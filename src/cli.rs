use clap::{Args, Parser, Subcommand};
use clap_complete::Shell;
use std::path::PathBuf;

use crate::config::Overrides;
use crate::engine::PackagePolicy;

#[derive(Parser)]
#[command(name = "rawinit")]
#[command(version)]
#[command(
    about = "Register buckets, databases, views and packages on a RAW service from a definition tree",
    long_about = None
)]
#[command(propagate_version = true)]
pub struct Cli {
    /// Verbosity level
    #[arg(short, long, action = clap::ArgAction::Count, global = true)]
    pub verbose: u8,

    /// Suppress non-essential output
    #[arg(short, long, global = true)]
    pub quiet: bool,

    /// Config file (default: ./rawinit.toml, then the user config dir)
    #[arg(long, global = true, value_name = "PATH")]
    pub config: Option<PathBuf>,

    #[command(subcommand)]
    pub command: Command,
}

#[derive(Subcommand)]
pub enum Command {
    /// Run one reconciliation pass against the service
    Apply(ApplyArgs),

    /// Show what a pass would change, without changing anything
    Diff(DiffArgs),

    /// Load and validate the definition tree; no remote calls
    Check(CheckArgs),

    /// Generate shell completions
    Completions {
        /// Shell to generate completions for
        #[arg(value_enum)]
        shell: Shell,
    },
}

// ============================================================================
// Shared arguments
// ============================================================================

/// Remote service connection
#[derive(Args, Debug, Clone, Default)]
pub struct ServiceArgs {
    /// Query executor base URL
    #[arg(long, env = "RAWINIT_EXECUTOR_URL", value_name = "URL")]
    pub executor_url: Option<String>,

    /// Credentials service base URL
    #[arg(long, env = "RAWINIT_CREDS_URL", value_name = "URL")]
    pub creds_url: Option<String>,

    /// Bearer token for both services
    #[arg(long, env = "RAWINIT_ACCESS_TOKEN", hide_env_values = true)]
    pub access_token: Option<String>,
}

#[derive(Args, Debug, Clone, Default)]
pub struct SourceArgs {
    /// Definition tree root (default: raw_ini)
    #[arg(long, value_name = "DIR")]
    pub root: Option<PathBuf>,
}

// ============================================================================
// Commands
// ============================================================================

#[derive(Args, Debug, Clone)]
pub struct ApplyArgs {
    /// Only reconcile a kind or one resource: buckets, rdbms, views,
    /// packages, or e.g. views.monthly_sales
    pub target: Option<String>,

    #[command(flatten)]
    pub source: SourceArgs,

    #[command(flatten)]
    pub service: ServiceArgs,

    /// Inspect and report, but issue no mutating call
    #[arg(short = 'n', long)]
    pub dry_run: bool,

    /// What to do with packages that are already registered
    #[arg(long, value_enum, value_name = "POLICY")]
    pub package_policy: Option<PackagePolicy>,

    /// Print the report as JSON
    #[arg(long)]
    pub json: bool,
}

#[derive(Args, Debug, Clone)]
pub struct DiffArgs {
    /// Only diff a kind or one resource
    pub target: Option<String>,

    #[command(flatten)]
    pub source: SourceArgs,

    #[command(flatten)]
    pub service: ServiceArgs,

    /// What to do with packages that are already registered
    #[arg(long, value_enum, value_name = "POLICY")]
    pub package_policy: Option<PackagePolicy>,

    /// Also list resources that are already registered
    #[arg(short, long)]
    pub all: bool,
}

#[derive(Args, Debug, Clone)]
pub struct CheckArgs {
    #[command(flatten)]
    pub source: SourceArgs,
}

impl ApplyArgs {
    pub fn overrides(&self) -> Overrides {
        overrides(&self.source, &self.service, self.package_policy)
    }
}

impl DiffArgs {
    pub fn overrides(&self) -> Overrides {
        overrides(&self.source, &self.service, self.package_policy)
    }
}

impl CheckArgs {
    pub fn overrides(&self) -> Overrides {
        Overrides {
            source_root: self.source.root.clone(),
            ..Default::default()
        }
    }
}

fn overrides(
    source: &SourceArgs,
    service: &ServiceArgs,
    package_policy: Option<PackagePolicy>,
) -> Overrides {
    Overrides {
        source_root: source.root.clone(),
        executor_url: service.executor_url.clone(),
        creds_url: service.creds_url.clone(),
        access_token: service.access_token.clone(),
        package_policy,
    }
}

#[cfg(test)]
mod tests {
    use super::*;
    use clap::CommandFactory;

    #[test]
    fn test_cli_is_well_formed() {
        Cli::command().debug_assert();
    }

    #[test]
    fn test_apply_args() {
        let cli = Cli::try_parse_from([
            "rawinit",
            "-vv",
            "apply",
            "views.sales",
            "--root",
            "/srv/raw_ini",
            "--dry-run",
            "--package-policy",
            "skip",
        ])
        .unwrap();

        assert_eq!(cli.verbose, 2);
        let Command::Apply(args) = cli.command else {
            panic!("expected apply");
        };
        assert_eq!(args.target.as_deref(), Some("views.sales"));
        assert!(args.dry_run);

        let overrides = args.overrides();
        assert_eq!(overrides.source_root, Some(PathBuf::from("/srv/raw_ini")));
        assert_eq!(overrides.package_policy, Some(PackagePolicy::Skip));
    }

    #[test]
    fn test_invalid_policy_rejected() {
        assert!(Cli::try_parse_from(["rawinit", "apply", "--package-policy", "merge"]).is_err());
    }

    #[test]
    fn test_check_takes_no_service_flags() {
        assert!(Cli::try_parse_from(["rawinit", "check", "--executor-url", "http://x"]).is_err());
        assert!(Cli::try_parse_from(["rawinit", "check", "--root", "defs"]).is_ok());
    }
}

__________________________________________________

Task statement
The line containing "hide_env_values = true)]" marks the end. Please print exactly every line from the top of the data to it, both included, and nothing more.

Answer space
filename src/cli.rs
use clap::{Args, Parser, Subcommand};
use clap_complete::Shell;
use std::path::PathBuf;

use crate::config::Overrides;
use crate::engine::PackagePolicy;

#[derive(Parser)]
#[command(name = "rawinit")]
#[command(version)]
#[command(
    about = "Register buckets, databases, views and packages on a RAW service from a definition tree",
    long_about = None
)]
#[command(propagate_version = true)]
pub struct Cli {
    /// Verbosity level
    #[arg(short, long, action = clap::ArgAction::Count, global = true)]
    pub verbose: u8,

    /// Suppress non-essential output
    #[arg(short, long, global = true)]
    pub quiet: bool,

    /// Config file (default: ./rawinit.toml, then the user config dir)
    #[arg(long, global = true, value_name = "PATH")]
    pub config: Option<PathBuf>,

    #[command(subcommand)]
    pub command: Command,
}

#[derive(Subcommand)]
pub enum Command {
    /// Run one reconciliation pass against the service
    Apply(ApplyArgs),

    /// Show what a pass would change, without changing anything
    Diff(DiffArgs),

    /// Load and validate the definition tree; no remote calls
    Check(CheckArgs),

    /// Generate shell completions
    Completions {
        /// Shell to generate completions for
        #[arg(value_enum)]
        shell: Shell,
    },
}

// ============================================================================
// Shared arguments
// ============================================================================

/// Remote service connection
#[derive(Args, Debug, Clone, Default)]
pub struct ServiceArgs {
    /// Query executor base URL
    #[arg(long, env = "RAWINIT_EXECUTOR_URL", value_name = "URL")]
    pub executor_url: Option<String>,

    /// Credentials service base URL
    #[arg(long, env = "RAWINIT_CREDS_URL", value_name = "URL")]
    pub creds_url: Option<String>,

    /// Bearer token for both services
    #[arg(long, env = "RAWINIT_ACCESS_TOKEN", hide_env_values = true)]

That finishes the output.